Learn2Predict

Overview

Welcome to the Learn2Predict (L2P) repository! This project introduces a transfer learning-based performance prediction model specifically designed for the UPMEM compute-near-memory (CNM) system. The primary goal of L2P is to enhance the accuracy of execution time predictions for various applications, facilitating optimization of CNM systems without requiring extensive training data.

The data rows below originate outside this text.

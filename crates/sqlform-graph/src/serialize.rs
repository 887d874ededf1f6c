//! Graph serialization.
//!
//! An entity serializes to a plain JSON object of its set scalar attributes;
//! composites become nested objects under their attribute name (the prefixed
//! backing columns never appear flat). Relationships serialize only when the
//! caller asked for them through a [`RelationSpec`], and each traversal
//! removes its spec from the include set before recursing, which is what
//! terminates cyclic graphs.

use sqlform_core::error::Result;
use sqlform_core::instance::{EntityRef, RelationValue};
use sqlform_core::mapper::EntityKey;
use sqlform_meta::cache::MetaCache;

/// One relationship to traverse during serialization: the owning class and
/// the relationship attribute name.
#[derive(Debug, Clone, PartialEq, Eq)]
pub struct RelationSpec {
    /// Class the relationship is declared on.
    pub model: EntityKey,
    /// Relationship attribute name.
    pub relation: String,
}

impl RelationSpec {
    /// Create a spec.
    pub fn new(model: impl Into<EntityKey>, relation: impl Into<String>) -> Self {
        Self {
            model: model.into(),
            relation: relation.into(),
        }
    }

    /// Whether this spec names the given class and attribute.
    #[must_use]
    pub fn matches(&self, model: &EntityKey, relation: &str) -> bool {
        self.model == *model && self.relation == relation
    }
}

/// Serialize an entity (and the requested slice of its graph) to JSON.
///
/// Unset attributes are omitted; a null attribute serializes as JSON null.
/// To-one relationships become an object or null, to-many an array.
pub fn serialize(
    instance: &EntityRef,
    cache: &MetaCache,
    include: &[RelationSpec],
) -> Result<serde_json::Value> {
    let entity = instance.borrow();
    let info = cache.get_or_build(entity.class())?;
    let mut out = serde_json::Map::new();

    for column in info.columns() {
        if let Some(value) = entity.get(column.name()) {
            out.insert(column.name().to_string(), value.to_json());
        }
    }

    for composite in info.composites() {
        let Some(value) = entity.composite(composite.name()) else {
            continue;
        };
        let mut nested = serde_json::Map::new();
        for field in composite.fields() {
            if let Some(field_value) = value.get(field.name()) {
                nested.insert(field.name().to_string(), field_value.to_json());
            }
        }
        out.insert(
            composite.name().to_string(),
            serde_json::Value::Object(nested),
        );
    }

    for relation in info.relations() {
        if !include
            .iter()
            .any(|spec| spec.matches(entity.class(), relation.name()))
        {
            continue;
        }
        let Some(value) = entity.relation(relation.name()) else {
            continue;
        };
        // Removing the traversed spec is what stops bidirectional graphs
        // from recursing forever.
        let remaining: Vec<RelationSpec> = include
            .iter()
            .filter(|spec| !spec.matches(entity.class(), relation.name()))
            .cloned()
            .collect();
        let json = match value {
            RelationValue::One(None) => serde_json::Value::Null,
            RelationValue::One(Some(target)) => serialize(target, cache, &remaining)?,
            RelationValue::Many(targets) => serde_json::Value::Array(
                targets
                    .iter()
                    .map(|target| serialize(target, cache, &remaining))
                    .collect::<Result<Vec<_>>>()?,
            ),
        };
        out.insert(relation.name().to_string(), json);
    }

    Ok(serde_json::Value::Object(out))
}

CNM system tackles the challenges posed by the von Neumann bottleneck in conventional CPU/GPU systems, which arise from excessive data movement between memory and processing units. By positioning computation units closer to memory, CNM architectures like UPMEM unlock significant computational efficiency, particularly for memory-bound workloads. The L2P model leverages transfer learning techniques to predict execution performance across diverse application domains, making it an essential tool for those working with CNM systems.

Key Features

Transfer Learning for Performance Prediction: L2P leverages knowledge from previously analyzed workloads to predict performance for new applications, significantly reducing the need for large training datasets (less than 1% required).
Application-Agnostic Design: Applicable across a wide range of benchmarks and application domains, showcasing robust generalization performance.
High Prediction Accuracy: Achieves a mean absolute percentage error (MAPE) within ±17%, validated through comprehensive experimental evaluations.
Feature Extraction Framework: Extracts computation and memory access patterns tailored to CNM systems, ensuring effective transfer learning and accurate performance prediction.
Open Source: The model is open-sourced for accessibility, enabling other researchers and practitioners to test and apply it to their use cases.

Motivation

Traditional CPU/GPU systems struggle with data-intensive tasks due to the von Neumann bottleneck, where data movement between the processing unit and memory severely limits performance. CNM architectures like UPMEM offer a promising solution by embedding compute units directly within memory. However, realizing the full potential of CNM systems requires robust models to predict application performance accurately.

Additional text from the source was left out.